At Criteo, we pushed the concept further and have a dedicated team of engineers for lost causes and emergencies. Meet our firemen, the Escalation team!
WHERE DO WE STAND IN CRITEO?
Escalation is a SRE (Site Reliability Engineering) team and our main roles in the SRE department are:
- Releasing Criteo code (160+ applications as of 2016) and configuration
- Minimize the business impacts of every escalated incident
RELEASING CRITEO CODE?
Since the amount of applications to release is huge, we hold a meeting twice a week called Release Sync aka “Rsync” to arbitrate and coordinate this mess. In this meeting, we assess the changes on the production environment as whole: applicative releases, configuration changes, network changes, database changes or any other tricky changes. Based on our experience, we decide what shall be released or deferred, and put our veto on what seems risky.
Those meetings give the R&D teams a complete view of how the production environment will change during the week.
We also process day to day applicative releases and configuration changes, with two members of the teams dedicated to those tasks, from Monday to Thursday, because, of course.
We handle incidents from many and various sources. We have both technical and business alerts raised through our monitoring. Local or Global Operations teams can report an issue at any time.
One way or another, there is always a ticket created in our issue tracking system and our role as Escalation team is to:
- Do preliminary investigations and qualify the incident
- Contact the right team(s) to tackle the problem
- Follow up until the resolution of the incident
Depending on the business impact, we may also need to:
- Coordinate several teams (+50 teams as of 2016) in the R&D to mitigate the issue
- Communicate with Business teams and other stakeholders on any progress
At the end of any critical incidents, we write a postmortem document of which purpose is to:
- Describe the timeline of the incident
- Describe what we did to mitigate it
- Identify the root cause of the issue
- List what will be implemented to prevent it from happening again (non-recurrence actions)
Our team is available 24X7, since we have on-call shifts to cover out-of-office hours, holidays and weekends.
WHERE IS THE FUN IN ALL THIS?
Where is the fun in handling incidents, releases or configuration?
- You are the master of ceremony and also the guardian of the production.

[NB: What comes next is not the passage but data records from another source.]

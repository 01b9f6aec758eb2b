//! Device loss catalog: strict parsing of mixed loss encodings.
//!
//! Catalog values arrive as JSON numbers or free-form strings (`"0,35"`,
//! `"0.1 dB"`, `"0.35 dB/km"`). Unbalanced splitters may carry a per-leg list
//! or a legacy `{"port1": .., "port2": ..}` object. Everything is validated
//! once here so the tracer only ever sees plain `f64` losses.

use std::collections::HashMap;
use std::sync::LazyLock;

use indexmap::IndexMap;
use regex::Regex;
use serde::{Deserialize, Serialize};

use crate::errors::{FiberError, FiberResult};
use crate::query::guards::{MAX_ATTENUATION_DB_PER_KM, MAX_LOSS_DB};

static LOSS_RE: LazyLock<Regex> = LazyLock::new(|| {
    Regex::new(r"(?i)^\s*(\d+(?:[.,]\d+)?|[.,]\d+)\s*(?:db(?:\s*/\s*km)?)?\s*$").unwrap()
});

static LEG_KEY_RE: LazyLock<Regex> = LazyLock::new(|| Regex::new(r"(\d+)\s*$").unwrap());

// ---------------------------------------------------------------------------
// Raw catalog records
// ---------------------------------------------------------------------------

/// A loss figure as stored upstream.
#[derive(Clone, Debug, PartialEq, Serialize, Deserialize)]
#[serde(untagged)]
pub enum LossValue {
    Number(f64),
    Text(String),
}

#[derive(Clone, Debug, PartialEq, Serialize, Deserialize)]
#[serde(untagged)]
pub enum SplitterLossRecord {
    Balanced(LossValue),
    Legs(Vec<LossValue>),
    Named(IndexMap<String, LossValue>),
}

#[derive(Clone, Debug, PartialEq, Serialize, Deserialize)]
pub struct SplitterCatalogRecord {
    #[serde(default = "default_inputs")]
    pub inputs: u16,
    pub outputs: u16,
    #[serde(alias = "legs")]
    pub loss: SplitterLossRecord,
}

fn default_inputs() -> u16 {
    1
}

#[derive(Clone, Debug, Default, PartialEq, Serialize, Deserialize)]
#[serde(default)]
pub struct CatalogRecord {
    pub fusions: IndexMap<String, LossValue>,
    pub connectors: IndexMap<String, LossValue>,
    pub cables: IndexMap<String, LossValue>,
    pub splitters: IndexMap<String, SplitterCatalogRecord>,
}

// ---------------------------------------------------------------------------
// Parsed catalog
// ---------------------------------------------------------------------------

#[derive(Clone, Debug, PartialEq)]
pub enum SplitterLoss {
    Balanced(f64),
    /// Loss per output leg, index 0 is leg 1.
    Unbalanced(Vec<f64>),
}

#[derive(Clone, Debug, PartialEq)]
pub struct SplitterSpec {
    pub inputs: u16,
    pub outputs: u16,
    pub loss: SplitterLoss,
}

impl SplitterSpec {
    /// Loss of a 1-based output leg.
    pub fn leg_loss(&self, leg: u16) -> Option<f64> {
        if leg == 0 || leg > self.outputs {
            return None;
        }
        match &self.loss {
            SplitterLoss::Balanced(db) => Some(*db),
            SplitterLoss::Unbalanced(legs) => legs.get(leg as usize - 1).copied(),
        }
    }

    pub fn is_balanced(&self) -> bool {
        matches!(self.loss, SplitterLoss::Balanced(_))
    }
}

#[derive(Clone, Debug, Default)]
pub struct LossCatalog {
    fusions: HashMap<String, f64>,
    connectors: HashMap<String, f64>,
    cables: HashMap<String, f64>,
    splitters: HashMap<String, SplitterSpec>,
}

/// Parse one loss figure, rejecting negatives and anything non-numeric.
pub fn parse_loss(value: &LossValue, what: &str, maximum: f64) -> FiberResult<f64> {
    let parsed = match value {
        LossValue::Number(n) => *n,
        LossValue::Text(text) => {
            let caps = LOSS_RE.captures(text).ok_or_else(|| {
                FiberError::InvalidCatalog(format!("{what}: cannot parse {text:?}"))
            })?;
            caps[1].replace(',', ".").parse::<f64>().map_err(|_| {
                FiberError::InvalidCatalog(format!("{what}: cannot parse {text:?}"))
            })?
        }
    };
    if !parsed.is_finite() || parsed < 0.0 {
        return Err(FiberError::InvalidCatalog(format!(
            "{what}: loss must be a non-negative number, got {parsed}"
        )));
    }
    if parsed > maximum {
        return Err(FiberError::InvalidCatalog(format!(
            "{what}: {parsed} exceeds the {maximum} limit"
        )));
    }
    Ok(parsed)
}

fn parse_splitter(id: &str, record: &SplitterCatalogRecord) -> FiberResult<SplitterSpec> {
    let what = format!("splitter {id}");
    if record.outputs == 0 || record.inputs == 0 {
        return Err(FiberError::InvalidCatalog(format!(
            "{what}: needs at least one input and one output"
        )));
    }
    let loss = match &record.loss {
        SplitterLossRecord::Balanced(value) => {
            SplitterLoss::Balanced(parse_loss(value, &what, MAX_LOSS_DB)?)
        }
        SplitterLossRecord::Legs(values) => {
            if values.len() != record.outputs as usize {
                return Err(FiberError::InvalidCatalog(format!(
                    "{what}: {} leg losses for {} outputs",
                    values.len(),
                    record.outputs
                )));
            }
            let legs = values
                .iter()
                .map(|v| parse_loss(v, &what, MAX_LOSS_DB))
                .collect::<FiberResult<Vec<f64>>>()?;
            SplitterLoss::Unbalanced(legs)
        }
        SplitterLossRecord::Named(table) => {
            let mut legs: Vec<Option<f64>> = vec![None; record.outputs as usize];
            for (key, value) in table {
                let leg = LEG_KEY_RE
                    .captures(key)
                    .and_then(|caps| caps[1].parse::<usize>().ok())
                    .filter(|leg| (1..=legs.len()).contains(leg))
                    .ok_or_else(|| {
                        FiberError::InvalidCatalog(format!("{what}: bad leg key {key:?}"))
                    })?;
                if legs[leg - 1].is_some() {
                    return Err(FiberError::InvalidCatalog(format!(
                        "{what}: leg {leg} listed twice"
                    )));
                }
                legs[leg - 1] = Some(parse_loss(value, &what, MAX_LOSS_DB)?);
            }
            let legs = legs
                .into_iter()
                .enumerate()
                .map(|(i, db)| {
                    db.ok_or_else(|| {
                        FiberError::InvalidCatalog(format!("{what}: missing loss for leg {}", i + 1))
                    })
                })
                .collect::<FiberResult<Vec<f64>>>()?;
            SplitterLoss::Unbalanced(legs)
        }
    };
    Ok(SplitterSpec {
        inputs: record.inputs,
        outputs: record.outputs,
        loss,
    })
}

impl LossCatalog {
    pub fn from_record(record: &CatalogRecord) -> FiberResult<Self> {
        let mut catalog = LossCatalog::default();
        for (id, value) in &record.fusions {
            let db = parse_loss(value, &format!("fusion {id}"), MAX_LOSS_DB)?;
            catalog.fusions.insert(id.clone(), db);
        }
        for (id, value) in &record.connectors {
            let db = parse_loss(value, &format!("connector {id}"), MAX_LOSS_DB)?;
            catalog.connectors.insert(id.clone(), db);
        }
        for (id, value) in &record.cables {
            let db = parse_loss(value, &format!("cable {id}"), MAX_ATTENUATION_DB_PER_KM)?;
            catalog.cables.insert(id.clone(), db);
        }
        for (id, splitter) in &record.splitters {
            catalog
                .splitters
                .insert(id.clone(), parse_splitter(id, splitter)?);
        }
        Ok(catalog)
    }

    pub fn fusion(&self, id: &str) -> FiberResult<f64> {
        lookup(&self.fusions, id, "fusion")
    }

    pub fn connector(&self, id: &str) -> FiberResult<f64> {
        lookup(&self.connectors, id, "connector")
    }

    pub fn cable(&self, id: &str) -> FiberResult<f64> {
        lookup(&self.cables, id, "cable")
    }

    pub fn splitter(&self, id: &str) -> FiberResult<&SplitterSpec> {
        self.splitters
            .get(id)
            .ok_or_else(|| FiberError::InvalidCatalog(format!("unknown splitter catalog id {id:?}")))
    }
}

fn lookup(table: &HashMap<String, f64>, id: &str, what: &str) -> FiberResult<f64> {
    table
        .get(id)
        .copied()
        .ok_or_else(|| FiberError::InvalidCatalog(format!("unknown {what} catalog id {id:?}")))
}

You validate a lot of changes (+4450 releases and +3500 changes as of 2016)
- You interact daily with an insane amount of people whether to arbitrate changes on the production environment or to solve issues
- As a result, you get to know a lot of people in a small amount of time
- Every day is a new day, depending on the releases, changes, incidents
The best is to hear it from the team members:
- Didier: “I learned the value of problem-solving from my Mom“
- Emmanuel: “I get so much satisfaction in solving incidents. The times I click ‘Resolve’ on a critical incident really make my days”
- Simon : “The fear in their eyes when I roam between the desks is somewhat funny. But the relief they express when I say I just come to say hello is funnier.”
- TingTing : “Here I succeed in maintaining fit by going up and down stairs to catch those culprit teams while harvesting some free foods when returning.”
- Mehdi : “Coordinating human skills and resources to solve an issue is like fighting on a man vs machine war, winning means that the day machines will overpower humans is delayed”
- Michel : “Seeing the blurry picture of how the humongous number components of the Criteo architecture fit together becoming clearer and clearer weeks after weeks”
- Gilles : “Lot of satisfaction on getting more and more knowledge in the Criteo infra and on solving issues”
- Ruben: “As Escalation’s Engineering Program Manager, everyday is full of challenges. Everything is going so fast, everything is possible #loveit”
WHAT CAN YOU LEARN DURING ONE YEAR?
You can have a good vision of the Criteo architecture and how its different components interact together. What is really thrilling is how Criteo evolves fast! Something you learn about today can be obsolete in a couple of months, so our team has to follow the pace. This is not an easy task, but we organize internal training sessions every month so that the knowledge of the team is still up to date.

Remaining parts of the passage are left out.